エビデンスに基づく青少年向けグループカウンセリング手法
思春期に入ると、青少年はさまざまな悩みや葛藤に直面します。大人よりも同世代の仲間を信頼しやすいことから、グループカウンセリングは相互学習の場として非常に有効です。以下では、エビデンスに裏付けられた具体的な手法を紹介し、安心できる雰囲気の中で感情を表現しやすくするポイントを解説します。
ルール設定
グループセッションを始める際に最も重要なのは、参加者全員が同意するルールを明確にすることです。ルールは最低でも以下を含めます。

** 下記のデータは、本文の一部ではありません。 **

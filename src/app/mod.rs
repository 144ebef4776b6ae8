use std::collections::HashSet;
use std::sync::Arc;
use std::time::{Duration, Instant};

use eframe::egui::{self, Context};
use tracing::{info, warn};

use crate::cache::SessionStore;
use crate::config::Settings;
use crate::insights::{
    AnalysisContext, AnalysisResult, FetchCoordinator, FetchError, FetchHandle, FetchOptions,
    FetchOutcome,
};
use crate::layout::{ForceConfig, ForceSimulation, HierarchyLayout, ScatterLayout, Viewport};

mod graph;
mod render_utils;
mod ui;

const LOADING_REPAINT: Duration = Duration::from_millis(100);

pub struct ClusterLensApp {
    settings: Settings,
    coordinator: FetchCoordinator<Box<dyn SessionStore>>,
    context_input: String,
    state: AppState,
    refresh: Option<FetchHandle>,
    last_sweep: Instant,
}

enum AppState {
    Idle,
    Loading { handle: FetchHandle },
    Ready(Box<ViewModel>),
    Empty { context: AnalysisContext },
    Error {
        context: AnalysisContext,
        error: FetchError,
    },
}

#[derive(Clone, Copy, Debug, PartialEq, Eq)]
enum ChartView {
    Bubbles,
    Dendrogram,
    Scatter,
}

impl ChartView {
    const ALL: [ChartView; 3] = [ChartView::Bubbles, ChartView::Dendrogram, ChartView::Scatter];

    fn label(self) -> &'static str {
        match self {
            ChartView::Bubbles => "Bubbles",
            ChartView::Dendrogram => "Dendrogram",
            ChartView::Scatter => "Embedding",
        }
    }
}

/// What the top bar asked the app to do this frame.
#[derive(Clone, Debug, Default, PartialEq, Eq)]
struct ShellRequests {
    refresh: bool,
    open: Option<AnalysisContext>,
}

struct ViewModel {
    context: AnalysisContext,
    result: Arc<AnalysisResult>,
    view: ChartView,
    search: String,
    selected: Option<usize>,
    show_all_labels: bool,
    force_config: ForceConfig,
    simulation: Option<ForceSimulation>,
    dragging: Option<usize>,
    hierarchy: Option<CachedLayout<HierarchyLayout>>,
    scatter: Option<CachedLayout<ScatterLayout>>,
    search_match_cache: Option<SearchMatchCache>,
    feature_rows_visible: usize,
}

/// A layout computed for one surface size.
struct CachedLayout<T> {
    viewport: Viewport,
    layout: T,
}

struct SearchMatchCache {
    query: String,
    matches: Arc<HashSet<usize>>,
}

impl ClusterLensApp {
    pub fn new(
        _cc: &eframe::CreationContext<'_>,
        settings: Settings,
        coordinator: FetchCoordinator<Box<dyn SessionStore>>,
    ) -> Self {
        let context_input = settings
            .context
            .as_ref()
            .map(|context| context.as_str().to_owned())
            .unwrap_or_default();

        let mut app = Self {
            settings,
            coordinator,
            context_input,
            state: AppState::Idle,
            refresh: None,
            last_sweep: Instant::now(),
        };
        if let Some(context) = app.settings.context.clone() {
            app.state = app.start_load(&context, FetchOptions::default());
        }
        app
    }

    fn start_load(&mut self, context: &AnalysisContext, options: FetchOptions) -> AppState {
        info!(context = %context, force = options.force, "loading analysis");
        let handle = self.coordinator.fetch_clusters(context, options);
        match handle.try_result() {
            Some(outcome) => self.state_for(context, outcome, None),
            None => AppState::Loading { handle },
        }
    }

    /// Maps a finished fetch onto the next state. A refreshed result keeps the
    /// previous view settings.
    fn state_for(
        &self,
        context: &AnalysisContext,
        outcome: FetchOutcome,
        previous: Option<&ViewModel>,
    ) -> AppState {
        match outcome {
            Ok(result) if result.is_empty() => AppState::Empty {
                context: context.clone(),
            },
            Ok(result) => {
                let mut model = ViewModel::new(context.clone(), result, self.settings.force);
                if let Some(previous) = previous {
                    model.carry_over(previous);
                }
                AppState::Ready(Box::new(model))
            }
            Err(error) => AppState::Error {
                context: context.clone(),
                error,
            },
        }
    }

    fn sweep_cache(&mut self) {
        if self.last_sweep.elapsed() < self.coordinator.cache_ttl() {
            return;
        }
        self.last_sweep = Instant::now();
        let removed = self.coordinator.sweep_expired();
        if removed > 0 {
            info!(removed, "expired cache entries swept");
        }
    }

    fn draw_top_bar(&mut self, ctx: &Context, loading: bool, requests: &mut ShellRequests) {
        egui::TopBottomPanel::top("top_bar")
            .resizable(false)
            .show(ctx, |ui| {
                ui.horizontal(|ui| {
                    ui.heading("cluster-lens");
                    ui.separator();
                    ui.label("analysis:");
                    let field = ui.add(
                        egui::TextEdit::singleline(&mut self.context_input)
                            .hint_text("analysis id")
                            .desired_width(220.0),
                    );
                    let submitted =
                        field.lost_focus() && ui.input(|input| input.key_pressed(egui::Key::Enter));
                    let open_clicked = ui
                        .add_enabled(!loading, egui::Button::new("Open"))
                        .on_hover_text("Load this analysis, reusing a cached result when fresh.")
                        .clicked();
                    if (submitted || open_clicked) && !self.context_input.trim().is_empty() {
                        requests.open = Some(AnalysisContext::new(self.context_input.trim()));
                    }

                    let has_context = matches!(self.state, AppState::Ready(_));
                    let refreshing = self.refresh.is_some();
                    if ui
                        .add_enabled(has_context && !refreshing, egui::Button::new("Refresh"))
                        .on_hover_text("Fetch again and replace the cached result.")
                        .clicked()
                    {
                        requests.refresh = true;
                    }
                    if refreshing {
                        ui.spinner();
                    }

                    ui.with_layout(egui::Layout::right_to_left(egui::Align::Center), |ui| {
                        ui.label(format!("requests sent: {}", self.coordinator.requests_issued()));
                        if let AppState::Ready(model) = &self.state {
                            ui.label(format!(
                                "{} clusters, {} features",
                                model.result.clusters.len(),
                                model.result.total_features
                            ));
                        }
                    });
                });
            });
    }

    fn poll_refresh(&mut self) -> Option<AppState> {
        let handle = self.refresh.take()?;
        let Some(outcome) = handle.try_result() else {
            self.refresh = Some(handle);
            return None;
        };

        let previous = match &self.state {
            AppState::Ready(model) => Some(model.as_ref()),
            _ => None,
        };
        if let Err(error) = &outcome {
            warn!(context = %handle.context(), %error, "refresh failed");
        }
        Some(self.state_for(handle.context(), outcome, previous))
    }
}

impl eframe::App for ClusterLensApp {
    fn update(&mut self, ctx: &Context, _frame: &mut eframe::Frame) {
        self.coordinator.poll();
        self.sweep_cache();

        let loading = matches!(self.state, AppState::Loading { .. });
        let mut requests = ShellRequests::default();
        self.draw_top_bar(ctx, loading, &mut requests);

        let mut transition = self.poll_refresh();
        let mut retry = None;
        let mut finished = None;

        match &mut self.state {
            AppState::Idle => {
                egui::CentralPanel::default().show(ctx, |ui| {
                    ui.vertical_centered(|ui| {
                        ui.add_space(120.0);
                        ui.heading("Enter an analysis id to load its clusters");
                    });
                });
            }
            AppState::Loading { handle } => {
                match handle.try_result() {
                    Some(outcome) => finished = Some((handle.context().clone(), outcome)),
                    None => ctx.request_repaint_after(LOADING_REPAINT),
                }

                egui::CentralPanel::default().show(ctx, |ui| {
                    ui.vertical_centered(|ui| {
                        ui.add_space(120.0);
                        ui.heading(format!("Loading clusters for {}...", handle.context()));
                        ui.add_space(8.0);
                        ui.spinner();
                    });
                });
            }
            AppState::Empty { context } => {
                egui::CentralPanel::default().show(ctx, |ui| {
                    ui.vertical_centered(|ui| {
                        ui.add_space(120.0);
                        ui.heading("No clusters found");
                        ui.add_space(6.0);
                        ui.label(format!("Analysis {context} has no clustered requests yet."));
                        ui.add_space(10.0);
                        if ui.button("Check again").clicked() {
                            requests.open = Some(context.clone());
                            requests.refresh = true;
                        }
                    });
                });
            }
            AppState::Error { context, error } => {
                egui::CentralPanel::default().show(ctx, |ui| {
                    ui.heading("Failed to load clusters");
                    ui.add_space(6.0);
                    ui.label(error.to_string());
                    ui.add_space(10.0);
                    if ui.button("Retry").clicked() {
                        retry = Some(context.clone());
                    }
                });
            }
            AppState::Ready(model) => {
                model.show(ctx);
                if self.refresh.is_some() {
                    ctx.request_repaint_after(LOADING_REPAINT);
                }
            }
        }

        if let Some((context, outcome)) = finished {
            transition = Some(self.state_for(&context, outcome, None));
        }
        if let Some(context) = retry {
            transition = Some(self.start_load(&context, FetchOptions::default()));
        }

        if let Some(context) = requests.open.take() {
            let options = if requests.refresh {
                FetchOptions::forced()
            } else {
                FetchOptions::default()
            };
            self.refresh = None;
            transition = Some(self.start_load(&context, options));
        } else if requests.refresh
            && let AppState::Ready(model) = &self.state
        {
            let context = model.context.clone();
            self.refresh = Some(self.coordinator.fetch_clusters(&context, FetchOptions::forced()));
        }

        if let Some(next_state) = transition {
            self.state = next_state;
        }
    }
}
use std::collections::HashSet;

use eframe::egui::{Color32, Vec2, vec2};

use super::{
    CirclePrimitive, HOVER_STROKE, StrokeStyle, Tooltip, cluster_color, darker, with_opacity,
};
use crate::insights::Cluster;
use crate::layout::LayoutNode;
use crate::util::{format_percent, format_requests, truncate_label};

pub const LEGEND_WIDTH: f32 = 250.0;
pub const LEGEND_INSET: Vec2 = vec2(20.0, 20.0);
pub const LEGEND_LABEL_CHARS: usize = 30;
const LEGEND_MAX_SPACING: f32 = 60.0;

#[derive(Clone, Copy, Debug, Default)]
pub struct BubbleHighlight<'a> {
    pub hovered: Option<usize>,
    /// Search hits; `None` when no search is active.
    pub matches: Option<&'a HashSet<usize>>,
}

#[derive(Clone, Debug, PartialEq)]
pub struct LegendEntry {
    pub cluster_index: usize,
    pub color: Color32,
    pub label: String,
    pub detail: String,
    /// Swatch center relative to the legend's top-left corner.
    pub offset: Vec2,
}

pub fn priority_summary(cluster: &Cluster) -> String {
    format!(
        "{} • {} High Priority",
        format_requests(cluster.size),
        format_percent(cluster.high_priority_percentage())
    )
}

pub fn bubble_circles(nodes: &[LayoutNode], highlight: BubbleHighlight<'_>) -> Vec<CirclePrimitive> {
    nodes
        .iter()
        .enumerate()
        .map(|(index, node)| {
            let base = cluster_color(node.cluster_index);
            let dimmed = highlight
                .matches
                .is_some_and(|matches| !matches.contains(&index));
            let fill = if dimmed { with_opacity(base, 0.25) } else { base };

            let stroke = if highlight.hovered == Some(index) {
                StrokeStyle {
                    width: 2.0,
                    color: HOVER_STROKE,
                }
            } else {
                StrokeStyle {
                    width: 1.5,
                    color: darker(base, 0.2),
                }
            };

            CirclePrimitive {
                key: index,
                center: node.position,
                radius: node.radius,
                fill,
                stroke,
            }
        })
        .collect()
}

/// Left edge of the legend column, or `None` when the surface is too narrow
/// to give the legend its own column.
pub fn legend_origin_x(width: f32) -> Option<f32> {
    (width > LEGEND_WIDTH * 2.0).then(|| width - LEGEND_WIDTH)
}

pub fn legend_spacing(height: f32, cluster_count: usize) -> f32 {
    LEGEND_MAX_SPACING.min((height / (cluster_count + 1) as f32).floor())
}

pub fn legend_entries(clusters: &[Cluster], height: f32) -> Vec<LegendEntry> {
    let spacing = legend_spacing(height, clusters.len());
    clusters
        .iter()
        .enumerate()
        .map(|(index, cluster)| LegendEntry {
            cluster_index: index,
            color: cluster_color(index),
            label: truncate_label(&cluster.theme, LEGEND_LABEL_CHARS),
            detail: priority_summary(cluster),
            offset: LEGEND_INSET + vec2(0.0, index as f32 * spacing),
        })
        .collect()
}

pub fn bubble_tooltip(cluster: &Cluster) -> Tooltip {
    Tooltip {
        title: cluster.theme.clone(),
        lines: vec![
            format_requests(cluster.size),
            format!("{} High Priority", format_percent(cluster.high_priority_percentage())),
        ],
    }
}

#[cfg(test)]
mod tests {
    use super::*;
    use crate::insights::ClusterMetadata;

    fn cluster(theme: &str, size: u64, high_priority: f32) -> Cluster {
        Cluster {
            id: theme.to_owned(),
            theme: theme.to_owned(),
            size,
            centroid: None,
            metadata: ClusterMetadata {
                high_priority_percentage: high_priority,
                ..ClusterMetadata::default()
            },
            features: Vec::new(),
            summary: None,
        }
    }

    fn node(cluster_index: usize) -> LayoutNode {
        LayoutNode {
            cluster_id: cluster_index.to_string(),
            cluster_index,
            size: 1,
            radius: 10.0,
            position: vec2(50.0, 50.0),
            velocity: Vec2::ZERO,
            pinned: false,
        }
    }

    #[test]
    fn legend_truncates_and_summarizes() {
        let clusters = vec![
            cluster("A theme that is far too long for the legend", 12, 41.6),
            cluster("Auth", 1, 0.0),
        ];
        let entries = legend_entries(&clusters, 400.0);

        assert_eq!(entries[0].label, "A theme that is far too long f...");
        assert_eq!(entries[0].detail, "12 requests • 42% High Priority");
        assert_eq!(entries[1].detail, "1 request • 0% High Priority");
        assert_eq!(entries[1].offset.y - entries[0].offset.y, 60.0);
    }

    #[test]
    fn legend_spacing_shrinks_for_many_clusters() {
        assert_eq!(legend_spacing(400.0, 3), 60.0);
        assert_eq!(legend_spacing(400.0, 19), 20.0);
        assert_eq!(legend_spacing(400.0, 20), 19.0);
    }

    #[test]
    fn hovered_bubble_gets_the_dark_outline() {
        let nodes = vec![node(0), node(1)];
        let circles = bubble_circles(
            &nodes,
            BubbleHighlight {
                hovered: Some(1),
                matches: None,
            },
        );

        assert_eq!(circles[0].stroke.width, 1.5);
        assert_eq!(circles[0].stroke.color, darker(cluster_color(0), 0.2));
        assert_eq!(circles[1].stroke.color, HOVER_STROKE);
        assert_eq!(circles[1].fill, cluster_color(1));
    }

    #[test]
    fn search_dims_non_matching_bubbles() {
        let nodes = vec![node(0), node(1)];
        let matches = HashSet::from([0]);
        let circles = bubble_circles(
            &nodes,
            BubbleHighlight {
                hovered: None,
                matches: Some(&matches),
            },
        );

        assert_eq!(circles[0].fill, cluster_color(0));
        assert_ne!(circles[1].fill, cluster_color(1));
    }

    #[test]
    fn legend_takes_a_column_only_on_wide_surfaces() {
        assert_eq!(legend_origin_x(800.0), Some(550.0));
        assert_eq!(legend_origin_x(500.0), None);
        assert_eq!(legend_origin_x(320.0), None);
    }

    #[test]
    fn tooltip_rounds_priority() {
        let tooltip = bubble_tooltip(&cluster("Exports", 7, 85.5));
        assert_eq!(tooltip.title, "Exports");
        assert_eq!(tooltip.lines, vec!["7 requests", "86% High Priority"]);
    }
}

- 機密保持:他のメンバーの情報や名前は外部に漏らさない。
- 出席義務:毎回出席し、遅刻や欠席は事前に連絡する。
- 行動基準:敬意を持ち、暴力的でなく、正直に振る舞う。
グループ・ウォームアップ
ウォームアップはリラックスした雰囲気で、外部の世界からグループの安全空間へ移行させる役割があります。シンプルな例として、参加者全員が自分の名前と、前回のセッション以降に起きた良いことまたは悪いことを一つずつ共有します。名前を呼び合うことで、メンバー同士の結びつきが強まり、自然と名前の記憶も定着します。
表現芸術療法
感情表現が苦手な青少年にとって、言葉よりもアートを通じた表現は心理的負担が少なく、自己探求の手段となります。活動時間を明示し、終了後に必ずグループディスカッションを行うことで、作品が持つ意味を共有できます。代表的なアクティビティは以下の通りです。
- マスク作り:自分が外側に見せたい顔と内側に隠したい感情を対比させる。
- セルフポートレート:自分自身を描く過程で自己認識を深める。
宿題(ホームワーク)
セッション外で学びを定着させるために宿題は効果的です。感情ログやワークシート、日記、簡単なアート課題など、家庭で取り組めるものを設定します。宿題は次回のセッションで全体共有するか、個別にセラピストと振り返ることで、所属感と安全感をさらに高めることができます。